Joann SFAR
ALBIN MICHEL
19,90 €
Critique parue en août 2020 dans Bifrost n° 99
La couverture du dernier livre de Joann Sfar est un mensonge. Le dernier juif d’Europe ne comprend aucune gargouille, ni aucun nosferatu contemplatif sur le toit de Notre-Dame. Mais surtout, Le dernier juif d’Europe n’est pas un roman, contrairement au sous-titre indiqué. Appelez-le comme vous voulez : pamphlet, cauchemar sous acide révélant toutes les pulsions de l’auteur, logorrhée sans fin… Au choix. Mais pas un roman. L’histoire ? Elle est décousue au possible. D’un côté vous suivez une famille juive séfarade dont le fils, vétérinaire, va épouser bientôt un homme et dont le père se découvre tout d’un coup l’envie de ne plus être juif et de retrouver son prépuce. Et de l’autre, un vampire russe adepte de skateboard amoureux d’une psychanalyste hantée par son défunt mari qui essaie de régler les problèmes des monstres en tout genre tapis au sein de l’humanité.

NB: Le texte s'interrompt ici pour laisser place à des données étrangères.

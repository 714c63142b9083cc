//! Attribute-value grammar for asset references
//!
//! Matching is done on individual attribute values of a parsed document,
//! never on raw HTML text, so quoting style and attribute order are
//! irrelevant. Values are matched after trimming ASCII whitespace.
//!
//! ```text
//! stylesheet-ref := ["./"] "css/style.css"                  ; <link href=...>
//! image-ref      := ["./"] path                             ; any element's src=...
//! path           := segment *("/" segment) "." ext
//! segment        := 1*(any char except "/" "\" "?" "#" ":"), not "." or ".."
//! ext            := "png" | "jpg" | "jpeg" | "gif"          ; ASCII case-insensitive
//! ```
//!
//! Root-relative values (leading `/`), absolute URLs and `data:` URIs never
//! match. Both rewrite targets (`/asset/...` and `data:image/...`) therefore
//! fall outside the grammar, which is what makes rewriting idempotent.

/// Conventional stylesheet location inside a bundle
pub const STYLESHEET_PATH: &str = "css/style.css";

/// Conventional directory for image payloads inside a bundle
pub const IMAGES_DIR: &str = "images/";

/// Image extensions recognized as bundle assets
pub const IMAGE_EXTENSIONS: &[&str] = &["png", "jpg", "jpeg", "gif"];

/// A matched image reference
#[derive(Debug, Clone, PartialEq, Eq)]
pub struct ImageRef<'a> {
    /// Path relative to the bundle root, without any leading `./`
    pub path: &'a str,
    /// Payload name: `path` with a leading `images/` removed
    pub name: &'a str,
    /// Lowercased file extension
    pub extension: String,
}

impl ImageRef<'_> {
    /// Whether the reference uses the conventional `images/` directory
    pub fn in_images_dir(&self) -> bool {
        self.path.len() != self.name.len()
    }

    /// MIME subtype for data URIs and responses
    pub fn mime_subtype(&self) -> &'static str {
        mime_subtype(&self.extension)
    }
}

/// MIME subtype for a lowercased image extension
pub fn mime_subtype(extension: &str) -> &'static str {
    match extension {
        "jpg" | "jpeg" => "jpeg",
        "gif" => "gif",
        _ => "png",
    }
}

fn strip_dot_slash(value: &str) -> &str {
    let value = value.trim_matches(|c: char| c.is_ascii_whitespace());
    value.strip_prefix("./").unwrap_or(value)
}

/// Does an `href` value reference the bundle stylesheet?
pub fn is_stylesheet_ref(value: &str) -> bool {
    strip_dot_slash(value) == STYLESHEET_PATH
}

/// Match a `src` value against the image grammar
pub fn image_ref(value: &str) -> Option<ImageRef<'_>> {
    let path = strip_dot_slash(value);
    if path.is_empty() || path.starts_with('/') {
        return None;
    }

    let segments_ok = path.split('/').all(|segment| {
        !segment.is_empty()
            && segment != "."
            && segment != ".."
            && !segment.contains(['\\', '?', '#', ':'])
    });
    if !segments_ok {
        return None;
    }

    let (_, extension) = path.rsplit_once('.')?;
    let extension = extension.to_ascii_lowercase();
    if !IMAGE_EXTENSIONS.contains(&extension.as_str()) {
        return None;
    }

    let name = path.strip_prefix(IMAGES_DIR).unwrap_or(path);
    Some(ImageRef {
        path,
        name,
        extension,
    })
}
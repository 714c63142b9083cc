//! Error types and handling for adbundle
//!
//! Uses `thiserror` for error definitions and `miette` for pretty diagnostics.
//!
//! This module is organized into sub-modules by error domain:
//! - [`request`]: Request validation errors
//! - [`convert`]: External conversion tool errors
//! - [`store`]: Document store errors
//! - [`bundle`]: Bundle lookup errors
//! - [`package`]: Package assembly errors
//! - [`fs`]: File system errors
//! - [`config`]: Configuration errors
//!
//! Every variant belongs to one [`ErrorKind`], which decides the HTTP status
//! used when the error crosses the server boundary.

#![allow(dead_code, unused_assignments)]

pub mod bundle;
pub mod config;
pub mod convert;
pub mod fs;
pub mod package;
pub mod request;
pub mod store;

mod response;


use miette::Diagnostic;
use thiserror::Error;

/// Coarse error classes surfaced to API clients
#[derive(Debug, Clone, Copy, PartialEq, Eq)]
pub enum ErrorKind {
    /// User-correctable request problem
    Validation,
    /// The external conversion tool failed, timed out or produced garbage
    ExternalTool,
    /// Document store read/write failure or corrupt stored data
    Persistence,
    /// Requested bundle or asset does not exist
    NotFound,
    /// Local configuration problem (never produced by a request)
    Configuration,
}

/// Main error type for adbundle operations
#[derive(Error, Diagnostic, Debug)]
pub enum AdBundleError {
    // Request validation errors
    #[error("{message}")]
    #[diagnostic(code(adbundle::request::invalid))]
    InvalidRequest { message: String },

    #[error("Invalid session ID: '{session}'")]
    #[diagnostic(
        code(adbundle::request::invalid_session),
        help("Session IDs must be non-empty and must not contain path separators")
    )]
    InvalidSessionId { session: String },

    #[error("Invalid bundle ID: '{id}'")]
    #[diagnostic(code(adbundle::request::invalid_bundle_id))]
    InvalidBundleId { id: String },

    #[error("Invalid asset path: '{path}'")]
    #[diagnostic(
        code(adbundle::request::invalid_asset_path),
        help("Asset paths look like <bundle id>/css/style.css or <bundle id>/images/<name>")
    )]
    InvalidAssetPath { path: String },

    #[error("Invalid edit: {message}")]
    #[diagnostic(code(adbundle::request::invalid_edit))]
    InvalidEdit { message: String },

    // External tool errors
    #[error("Failed to launch converter '{program}': {reason}")]
    #[diagnostic(
        code(adbundle::convert::launch_failed),
        help("Check converter.program and converter.args in adbundle.yaml")
    )]
    ToolLaunchFailed { program: String, reason: String },

    #[error("{message}")]
    #[diagnostic(code(adbundle::convert::tool_failed))]
    ToolFailed { message: String },

    #[error("Converter timed out after {seconds} seconds")]
    #[diagnostic(
        code(adbundle::convert::timed_out),
        help("Raise converter.timeout_secs for very large archives")
    )]
    ToolTimedOut { seconds: u64 },

    #[error("Invalid JSON output: {output}")]
    #[diagnostic(code(adbundle::convert::invalid_output))]
    ToolOutputInvalid { output: String },

    #[error("{message}")]
    #[diagnostic(code(adbundle::convert::conversion_failed))]
    ConversionFailed { message: String },

    // Store errors
    #[error("Failed to read document '{id}': {reason}")]
    #[diagnostic(code(adbundle::store::read_failed))]
    StoreReadFailed { id: String, reason: String },

    #[error("Failed to write document '{id}': {reason}")]
    #[diagnostic(code(adbundle::store::write_failed))]
    StoreWriteFailed { id: String, reason: String },

    #[error("{failed} of {total} saves failed")]
    #[diagnostic(code(adbundle::store::saves_failed))]
    SavesFailed {
        failed: usize,
        total: usize,
        kind: ErrorKind,
    },

    #[error("Store operation failed: {message}")]
    #[diagnostic(code(adbundle::store::operation_failed))]
    StoreOperationFailed { message: String },

    #[error("Stored document '{id}' is corrupt: {reason}")]
    #[diagnostic(code(adbundle::store::corrupt_document))]
    DocumentCorrupt { id: String, reason: String },

    // Bundle lookup errors
    #[error("Document not found: {id}")]
    #[diagnostic(
        code(adbundle::bundle::not_found),
        help("Run 'adbundle list' to see stored bundles")
    )]
    BundleNotFound { id: String },

    #[error("Asset not found: {path}")]
    #[diagnostic(code(adbundle::bundle::asset_not_found))]
    AssetNotFound { path: String },

    #[error("No previews found for this session")]
    #[diagnostic(code(adbundle::bundle::no_previews))]
    NoPreviews { session: String },

    // Package errors
    #[error("Failed to decode image '{image}': {reason}")]
    #[diagnostic(code(adbundle::package::image_invalid))]
    PackageImageInvalid { image: String, reason: String },

    #[error("Failed to assemble package: {message}")]
    #[diagnostic(code(adbundle::package::assembly_failed))]
    PackageFailed { message: String },

    // File system errors
    #[error("Failed to read file: {path}")]
    #[diagnostic(code(adbundle::fs::read_failed))]
    FileReadFailed { path: String, reason: String },

    #[error("Failed to write file: {path}")]
    #[diagnostic(code(adbundle::fs::write_failed))]
    FileWriteFailed { path: String, reason: String },

    #[error("IO error: {message}")]
    #[diagnostic(code(adbundle::fs::io_error))]
    IoError { message: String },

    // Configuration errors
    #[error("Failed to parse configuration file: {path}")]
    #[diagnostic(code(adbundle::config::parse_failed))]
    ConfigParseFailed { path: String, reason: String },

    #[error("Failed to read configuration file: {path}")]
    #[diagnostic(code(adbundle::config::read_failed))]
    ConfigReadFailed { path: String, reason: String },

    #[error("Invalid configuration: {message}")]
    #[diagnostic(code(adbundle::config::invalid))]
    ConfigInvalid { message: String },

    #[error("Missing environment variable: {variable}")]
    #[diagnostic(
        code(adbundle::config::missing_credential),
        help(
            "Set all of FIREBASE_ADMIN_PROJECT_ID, FIREBASE_ADMIN_CLIENT_EMAIL and FIREBASE_ADMIN_PRIVATE_KEY, or none of them"
        )
    )]
    MissingCredential { variable: String },
}

impl AdBundleError {
    /// Classify this error for the request boundary
    pub fn kind(&self) -> ErrorKind {
        match self {
            Self::InvalidRequest { .. }
            | Self::InvalidSessionId { .. }
            | Self::InvalidBundleId { .. }
            | Self::InvalidAssetPath { .. }
            | Self::InvalidEdit { .. } => ErrorKind::Validation,

            Self::ToolLaunchFailed { .. }
            | Self::ToolFailed { .. }
            | Self::ToolTimedOut { .. }
            | Self::ToolOutputInvalid { .. }
            | Self::ConversionFailed { .. } => ErrorKind::ExternalTool,

            Self::StoreReadFailed { .. }
            | Self::StoreWriteFailed { .. }
            | Self::StoreOperationFailed { .. }
            | Self::DocumentCorrupt { .. }
            | Self::PackageImageInvalid { .. }
            | Self::PackageFailed { .. }
            | Self::FileReadFailed { .. }
            | Self::FileWriteFailed { .. }
            | Self::IoError { .. } => ErrorKind::Persistence,

            Self::BundleNotFound { .. } | Self::AssetNotFound { .. } | Self::NoPreviews { .. } => {
                ErrorKind::NotFound
            }

            Self::SavesFailed { kind, .. } => *kind,

            Self::ConfigParseFailed { .. }
            | Self::ConfigReadFailed { .. }
            | Self::ConfigInvalid { .. }
            | Self::MissingCredential { .. } => ErrorKind::Configuration,
        }
    }
}

impl From<std::io::Error> for AdBundleError {
    fn from(err: std::io::Error) -> Self {
        AdBundleError::IoError {
            message: err.to_string(),
        }
    }
}

impl From<serde_yaml::Error> for AdBundleError {
    fn from(err: serde_yaml::Error) -> Self {
        AdBundleError::ConfigParseFailed {
            path: "unknown".to_string(),
            reason: err.to_string(),
        }
    }
}

impl From<serde_json::Error> for AdBundleError {
    fn from(err: serde_json::Error) -> Self {
        AdBundleError::StoreOperationFailed {
            message: err.to_string(),
        }
    }
}

impl From<zip::result::ZipError> for AdBundleError {
    fn from(err: zip::result::ZipError) -> Self {
        AdBundleError::PackageFailed {
            message: err.to_string(),
        }
    }
}

/// Result type alias using miette for error handling
pub type Result<T> = miette::Result<T, AdBundleError>;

Ces deux histoires vont se poursuivre cahin-caha en parallèle pendant les deux tiers du roman avant de se télescoper de façon brutale pour un final grand-guignolesque précédant le fameux mariage.
Le tout étant enfoncé dans un salmigondis de ce qui était le cœur de l’actualité française avant la mi-mars 2020 et l’apparition d’un certain Covid-19 : nous y retrouvons la politique, la mort de Johnny ressuscité à l’état de zombie chantant pour calmer le mouvement des Gilets Jaunes, le racolage et la fausse information circulant sur les réseaux sociaux, les déboires liés au mariage pour tous et surtout… l’antisémitisme ambiant. Clairement Le dernier juif d’Europe est une façon pour Joann Sfar de régler ses comptes avec l’antisémitisme et d’affronter sa peur, mais il en fait trop. Beaucoup trop. Faire de l’antagoniste la personnification de l’antisémitisme, admettons, mais se retrouver à lire des pages et des pages entières de « Sale Juif » lorsqu’à la base le lecteur a pris un roman pour se détendre… Et passons sur les pages entières liées aux aspects techniques des changements de sexe, qu’ils soient magiques « comme un éternuement » pour l’un des monstres ou chirurgicaux. Trop c’est trop. N’est pas Philip José Farmer ou Kurt Vonneburg qui veut. À trop vouloir forcer le trait, Joann Sfar finit soit par ennuyer soit par dégouter son lecteur. C’est un gâchis, car pour lutter contre l’antisémitisme et la bêtise ambiante, l’auteur avait montré un vrai talent avec sa BD Le Chat du rabbin. Ici, la sauce ne prend pas. Restent ses dessins, qui viennent joliment reposer les yeux en cours de lecture.